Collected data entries
════
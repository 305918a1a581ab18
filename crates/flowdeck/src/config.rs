//! CLI-side configuration: applies global flags on top of the shared
//! `flowdeck_config` profile resolution.
//!
//! Core never sees these types; it receives a pre-built `ControllerConfig`.

use std::time::Duration;

use secrecy::SecretString;

use flowdeck_config::{Config, ConfigError, Profile};
use flowdeck_core::{ControllerConfig, TlsVerification};

use crate::cli::GlobalOpts;
use crate::error::CliError;

pub use flowdeck_config::{config_path, load_config, load_config_or_default, save_config};

/// Resolve the active profile name from CLI flags and config.
pub fn active_profile_name(global: &GlobalOpts, config: &Config) -> String {
    global
        .profile
        .clone()
        .or_else(|| config.default_profile.clone())
        .unwrap_or_else(|| "default".into())
}

/// Build a `ControllerConfig` from the config file, profile, and CLI overrides.
///
/// Flags win over the profile; a bare `--server` works with no config file.
pub fn build_controller_config(global: &GlobalOpts, cfg: &Config) -> Result<ControllerConfig, CliError> {
    let profile = cfg
        .profile(global.profile.as_deref())
        .map_err(|e| match e {
            ConfigError::UnknownProfile { name } => CliError::ProfileNotFound {
                name,
                available: available_profiles(cfg),
            },
            other => CliError::Config(other),
        })?;

    let mut controller = match profile {
        Some((name, profile)) => resolve_profile(profile, name, global, cfg)?,
        None => {
            let server = global.server.as_deref().ok_or_else(|| CliError::NoConfig {
                path: config_path().display().to_string(),
            })?;
            let mut controller = ControllerConfig::new(flowdeck_config::parse_server_url(server)?);
            controller.timeout = Duration::from_secs(cfg.defaults.timeout);
            if cfg.defaults.insecure {
                controller.tls = TlsVerification::DangerAcceptInvalid;
            }
            controller
        }
    };

    if let Some(ref token) = global.token {
        controller.auth_token = Some(SecretString::from(token.clone()));
    }
    if global.insecure {
        controller.tls = TlsVerification::DangerAcceptInvalid;
    }
    if let Some(secs) = global.timeout {
        controller.timeout = Duration::from_secs(secs);
    }
    Ok(controller)
}

/// Translate a profile plus `--server` into a `ControllerConfig`.
fn resolve_profile(
    profile: &Profile,
    profile_name: &str,
    global: &GlobalOpts,
    cfg: &Config,
) -> Result<ControllerConfig, CliError> {
    match global.server {
        Some(ref server) => {
            let overridden = Profile {
                server: server.clone(),
                ..profile.clone()
            };
            Ok(flowdeck_config::profile_to_controller_config(
                &overridden,
                profile_name,
                &cfg.defaults,
            )?)
        }
        None => Ok(flowdeck_config::profile_to_controller_config(
            profile,
            profile_name,
            &cfg.defaults,
        )?),
    }
}

pub fn available_profiles(cfg: &Config) -> String {
    if cfg.profiles.is_empty() {
        "(none)".into()
    } else {
        cfg.profiles.keys().cloned().collect::<Vec<_>>().join(", ")
    }
}
// flowdeck-api: Async Rust client for the flows REST API and push-channel messages

pub mod client;
pub mod error;
pub mod transport;
pub mod wire;

pub use client::FlowsClient;
pub use error::Error;
pub use transport::{TlsMode, TransportConfig};
pub use wire::{FlowRecord, WsMessage};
════
An identical copy of the preceding records should be returned.

§ **Solution**
repository 305918a1a581ab18
filename crates/flowdeck/src/config.rs
//! CLI-side configuration: applies global flags on top of the shared
//! `flowdeck_config` profile resolution.
//!
//! Core never sees these types; it receives a pre-built `ControllerConfig`.

use std::time::Duration;

use secrecy::SecretString;

use flowdeck_config::{Config, ConfigError, Profile};
use flowdeck_core::{ControllerConfig, TlsVerification};

use crate::cli::GlobalOpts;
use crate::error::CliError;

pub use flowdeck_config::{config_path, load_config, load_config_or_default, save_config};

/// Resolve the active profile name from CLI flags and config.
pub fn active_profile_name(global: &GlobalOpts, config: &Config) -> String {
    global
        .profile
        .clone()
        .or_else(|| config.default_profile.clone())
        .unwrap_or_else(|| "default".into())
}

/// Build a `ControllerConfig` from the config file, profile, and CLI overrides.
///
/// Flags win over the profile; a bare `--server` works with no config file.
pub fn build_controller_config(global: &GlobalOpts, cfg: &Config) -> Result<ControllerConfig, CliError> {
    let profile = cfg
        .profile(global.profile.as_deref())
        .map_err(|e| match e {
            ConfigError::UnknownProfile { name } => CliError::ProfileNotFound {
                name,
                available: available_profiles(cfg),
            },
            other => CliError::Config(other),
        })?;

    let mut controller = match profile {
        Some((name, profile)) => resolve_profile(profile, name, global, cfg)?,
        None => {
            let server = global.server.as_deref().ok_or_else(|| CliError::NoConfig {
                path: config_path().display().to_string(),
            })?;
            let mut controller = ControllerConfig::new(flowdeck_config::parse_server_url(server)?);
            controller.timeout = Duration::from_secs(cfg.defaults.timeout);
            if cfg.defaults.insecure {
                controller.tls = TlsVerification::DangerAcceptInvalid;
            }
            controller
        }
    };

    if let Some(ref token) = global.token {
        controller.auth_token = Some(SecretString::from(token.clone()));
    }
    if global.insecure {
        controller.tls = TlsVerification::DangerAcceptInvalid;
    }
    if let Some(secs) = global.timeout {
        controller.timeout = Duration::from_secs(secs);
    }
    Ok(controller)
}

/// Translate a profile plus `--server` into a `ControllerConfig`.
fn resolve_profile(
    profile: &Profile,
    profile_name: &str,
    global: &GlobalOpts,
    cfg: &Config,
) -> Result<ControllerConfig, CliError> {
    match global.server {
        Some(ref server) => {
            let overridden = Profile {
                server: server.clone(),
                ..profile.clone()
            };
            Ok(flowdeck_config::profile_to_controller_config(
                &overridden,
                profile_name,
                &cfg.defaults,
            )?)
        }
        None => Ok(flowdeck_config::profile_to_controller_config(
            profile,
            profile_name,
            &cfg.defaults,
        )?),
    }
}

pub fn available_profiles(cfg: &Config) -> String {
    if cfg.profiles.is_empty() {
        "(none)".into()
    } else {
        cfg.profiles.keys().cloned().collect::<Vec<_>>().join(", ")
    }
}
// flowdeck-api: Async Rust client for the flows REST API and push-channel messages

pub mod client;
pub mod error;
pub mod transport;
pub mod wire;

pub use client::FlowsClient;
pub use error::Error;
pub use transport::{TlsMode, TransportConfig};
pub use wire::{FlowRecord, WsMessage};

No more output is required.